García informó que este plan de deportación estaría involucrado en las negociaciones confirmadas entre Washington y La Habana que se desarrollan desde hace unas semanas.

El excongresista mencionó que los deportados serían cubanos beneficiarios del parole humanitario o con antecedentes penales. La administración republicana sí ha deportado a personas en esta situación, pero como parte de un programa ampliado, no exclusivo para personas oriundas de la Isla.
Joe García es una persona ligada a simpatizantes del régimen castrista. El exlegislador ha tenido constantes viajes a Cuba, donde se reúne con Hugo Cancio y Michel Mirabal.
Datos no verificados
García no mostró pruebas sobre este plan de deportación; únicamente mencionó que tiene contactos con los funcionarios del régimen y la administración Trump, pero sin dar nombres.

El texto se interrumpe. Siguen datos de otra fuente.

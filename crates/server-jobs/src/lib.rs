// crates/server-jobs/src/lib.rs
//! Job registry and background runner for stem-separation jobs.
//!
//! Provides:
//! - `JobRegistry`: single-lock job table handing out snapshot copies
//! - `RegistryReporter`: pipeline reporter that writes into the registry
//! - `JobRunner`: admission-gated dispatch of pipeline workers
//! - `JobHandle`: awaitable handle to one submitted job

pub mod registry;
pub mod runner;
pub mod types;

pub use registry::{JobRegistry, RegistryReporter};
pub use runner::JobRunner;
pub use types::{JobHandle, RegistryError};
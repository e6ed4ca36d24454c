// crates/server/src/routes/jobs.rs
//! Job submission and status routes.
//!
//! - POST /process - submit one URL
//! - POST /batch - submit several URLs
//! - GET /status/{id} - snapshot of one job
//! - GET /history - completed jobs, newest first
//! - GET /jobs - jobs not yet finished
//! - GET /jobs/stream - SSE stream of job updates

use std::convert::Infallible;
use std::sync::Arc;

use axum::extract::{Path, State};
use axum::response::sse::{Event, KeepAlive, Sse};
use axum::routing::{get, post};
use axum::{Json, Router};
use serde::{Deserialize, Serialize};
use stemsplit_core::validate::{partition_urls, validate_url};
use stemsplit_core::{Job, JobId, JobSource, ValidationError};
use tokio::sync::broadcast::error::RecvError;

use crate::error::{ApiError, ApiResult};
use crate::state::AppState;

#[derive(Debug, Deserialize)]
pub struct ProcessRequest {
    #[serde(default)]
    pub url: Option<String>,
    #[serde(default)]
    pub model: Option<String>,
}

#[derive(Debug, Deserialize)]
pub struct BatchRequest {
    #[serde(default)]
    pub urls: Vec<String>,
    #[serde(default)]
    pub model: Option<String>,
}

#[derive(Debug, Serialize)]
#[cfg_attr(test, derive(Deserialize))]
pub struct ProcessResponse {
    pub success: bool,
    pub job_id: JobId,
}

#[derive(Debug, Serialize)]
#[cfg_attr(test, derive(Deserialize))]
pub struct SkippedUrl {
    pub url: String,
    pub reason: String,
}

#[derive(Debug, Serialize)]
#[cfg_attr(test, derive(Deserialize))]
pub struct BatchResponse {
    pub success: bool,
    pub job_ids: Vec<JobId>,
    pub skipped: Vec<SkippedUrl>,
}

/// Resolve the requested model against the configured list.
fn resolve_model(state: &AppState, requested: Option<String>) -> Result<String, ValidationError> {
    match requested.filter(|m| !m.trim().is_empty()) {
        None => Ok(state.config.default_model.clone()),
        Some(model) if state.config.is_known_model(&model) => Ok(model),
        Some(model) => Err(ValidationError::UnknownModel(model)),
    }
}

/// Unparseable ids cannot name a job, so they are reported as unknown.
pub(crate) fn parse_job_id(raw: &str) -> ApiResult<JobId> {
    raw.parse::<JobId>()
        .map_err(|_| ApiError::JobNotFound(raw.to_string()))
}

/// POST /api/process - submit one URL.
async fn process(
    State(state): State<Arc<AppState>>,
    Json(req): Json<ProcessRequest>,
) -> ApiResult<Json<ProcessResponse>> {
    let url = req.url.unwrap_or_default();
    validate_url(&url, &state.config.supported_platforms)?;
    let model = resolve_model(&state, req.model)?;

    let handle = state.runner.submit(JobSource::Url(url.trim().to_string()), &model);
    Ok(Json(ProcessResponse {
        success: true,
        job_id: handle.id,
    }))
}

/// POST /api/batch - submit every valid URL; invalid ones are reported back.
async fn batch(
    State(state): State<Arc<AppState>>,
    Json(req): Json<BatchRequest>,
) -> ApiResult<Json<BatchResponse>> {
    if req.urls.iter().all(|u| u.trim().is_empty()) {
        return Err(ValidationError::EmptyBatch.into());
    }
    let model = resolve_model(&state, req.model)?;
    let partition = partition_urls(&req.urls, &state.config.supported_platforms);
    if partition.valid.is_empty() {
        return Err(ApiError::BadRequest(format!(
            "No valid URLs ({} skipped)",
            partition.skipped.len()
        )));
    }

    let job_ids = state
        .runner
        .submit_batch(partition.valid, &model)
        .into_iter()
        .map(|handle| handle.id)
        .collect();
    let skipped = partition
        .skipped
        .into_iter()
        .map(|(url, err)| SkippedUrl {
            url,
            reason: err.to_string(),
        })
        .collect();

    Ok(Json(BatchResponse {
        success: true,
        job_ids,
        skipped,
    }))
}

/// GET /api/status/{id}
async fn status(State(state): State<Arc<AppState>>, Path(id): Path<String>) -> ApiResult<Json<Job>> {
    let job_id = parse_job_id(&id)?;
    state
        .registry()
        .get(job_id)
        .map(Json)
        .ok_or(ApiError::JobNotFound(id))
}

/// GET /api/history
async fn history(State(state): State<Arc<AppState>>) -> Json<Vec<Job>> {
    Json(state.registry().history())
}

/// GET /api/jobs
async fn list_jobs(State(state): State<Arc<AppState>>) -> Json<Vec<Job>> {
    Json(state.registry().active())
}

/// GET /api/jobs/stream - SSE stream of every job update.
async fn stream_jobs(
    State(state): State<Arc<AppState>>,
) -> Sse<impl tokio_stream::Stream<Item = Result<Event, Infallible>>> {
    let rx = state.registry().subscribe();

    let stream = async_stream::stream! {
        let mut rx = rx;
        loop {
            match rx.recv().await {
                Ok(job) => {
                    let json = serde_json::to_string(&job).unwrap_or_default();
                    yield Ok(Event::default().event("job").data(json));
                }
                Err(RecvError::Lagged(skipped)) => {
                    tracing::warn!(skipped, "Job stream subscriber lagged");
                }
                Err(RecvError::Closed) => break,
            }
        }
    };

    Sse::new(stream).keep_alive(KeepAlive::default())
}

pub fn router() -> Router<Arc<AppState>> {
    Router::new()
        .route("/process", post(process))
        .route("/batch", post(batch))
        .route("/status/{id}", get(status))
        .route("/history", get(history))
        .route("/jobs", get(list_jobs))
        .route("/jobs/stream", get(stream_jobs))
}
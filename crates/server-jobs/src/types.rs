// crates/server-jobs/src/types.rs
//! Handle and error types for the job system.

use std::sync::Arc;

use stemsplit_core::{Job, JobId, JobStatus};
use thiserror::Error;
use tokio::task::JoinHandle;

use crate::registry::JobRegistry;

#[derive(Debug, Clone, Error, PartialEq, Eq)]
pub enum RegistryError {
    #[error("Job not found: {0}")]
    UnknownJob(JobId),

    #[error("Illegal transition for job {id}: {from} -> {to}")]
    IllegalTransition {
        id: JobId,
        from: JobStatus,
        to: JobStatus,
    },
}

/// Handle to a submitted job.
///
/// The HTTP layer drops it and polls the registry; the CLI awaits it.
pub struct JobHandle {
    pub id: JobId,
    task: JoinHandle<()>,
    registry: Arc<JobRegistry>,
}

impl JobHandle {
    pub(crate) fn new(id: JobId, task: JoinHandle<()>, registry: Arc<JobRegistry>) -> Self {
        Self { id, task, registry }
    }

    pub fn is_finished(&self) -> bool {
        self.task.is_finished()
    }

    /// Wait for the worker to finish and return the final job snapshot.
    pub async fn wait(self) -> Option<Job> {
        if let Err(e) = self.task.await {
            tracing::error!(job_id = %self.id, error = %e, "Job task ended abnormally");
        }
        self.registry.get(self.id)
    }
}

impl std::fmt::Debug for JobHandle {
    fn fmt(&self, f: &mut std::fmt::Formatter<'_>) -> std::fmt::Result {
        f.debug_struct("JobHandle")
            .field("id", &self.id)
            .field("finished", &self.task.is_finished())
            .finish()
    }
}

El gobierno de EEUU no ha informado sobre un plan de deportación masiva enfocada a cubanos como parte de las negociaciones con La Habana.
El régimen castrista ha mantenido mesas de negociación sobre temas migratorios con EEUU, pero no existen reportes oficiales sobre una deportación masiva de cubanos por parte de Washington.
Análisis de Periódico Cubano
Las declaraciones del excongresista demócrata Joe García no pueden ser tomadas con veracidad ante la falta de pruebas para demostrar que existe un plan migratorio de esa magnitud.
El hecho de decir que tiene contacto con ambos gobiernos no da sustento a sus palabras, debido a que las fuentes anónimas pueden ser cualquier persona, desde un funcionario de alto rango hasta uno menor, lo que da beneficio a la duda.
Su relación amistosa con personajes del régimen castrista lo coloca como una pieza a favor de este gobierno en medio de la actual presión de Washington hacia la Isla.
Las palabras del excongresista podrían ser parte de una estrategia para infundir miedo en la comunidad cubana en territorio estadounidense que, pese a la política migratoria, confía en Trump para una liberación de Cuba.
Conclusión
En conclusión, las declaraciones del excongresista demócrata Joe García sobre un presunto plan de la administración de Donald Trump para deportar a 500.000 cubanos deben ser tomadas con cautela.
La falta de evidencia obliga a separar los hechos comprobados de las afirmaciones políticas. Decir que se tienen contactos en ambos gobiernos no basta para validar una información de alto impacto.
Sin pruebas concretas, la denuncia parece más una advertencia política que una información confirmada. Para los cubanos afectados por la incertidumbre migratoria, el temor es real, pero también lo es la necesidad de no convertir rumores en hechos antes de que existan evidencias oficiales.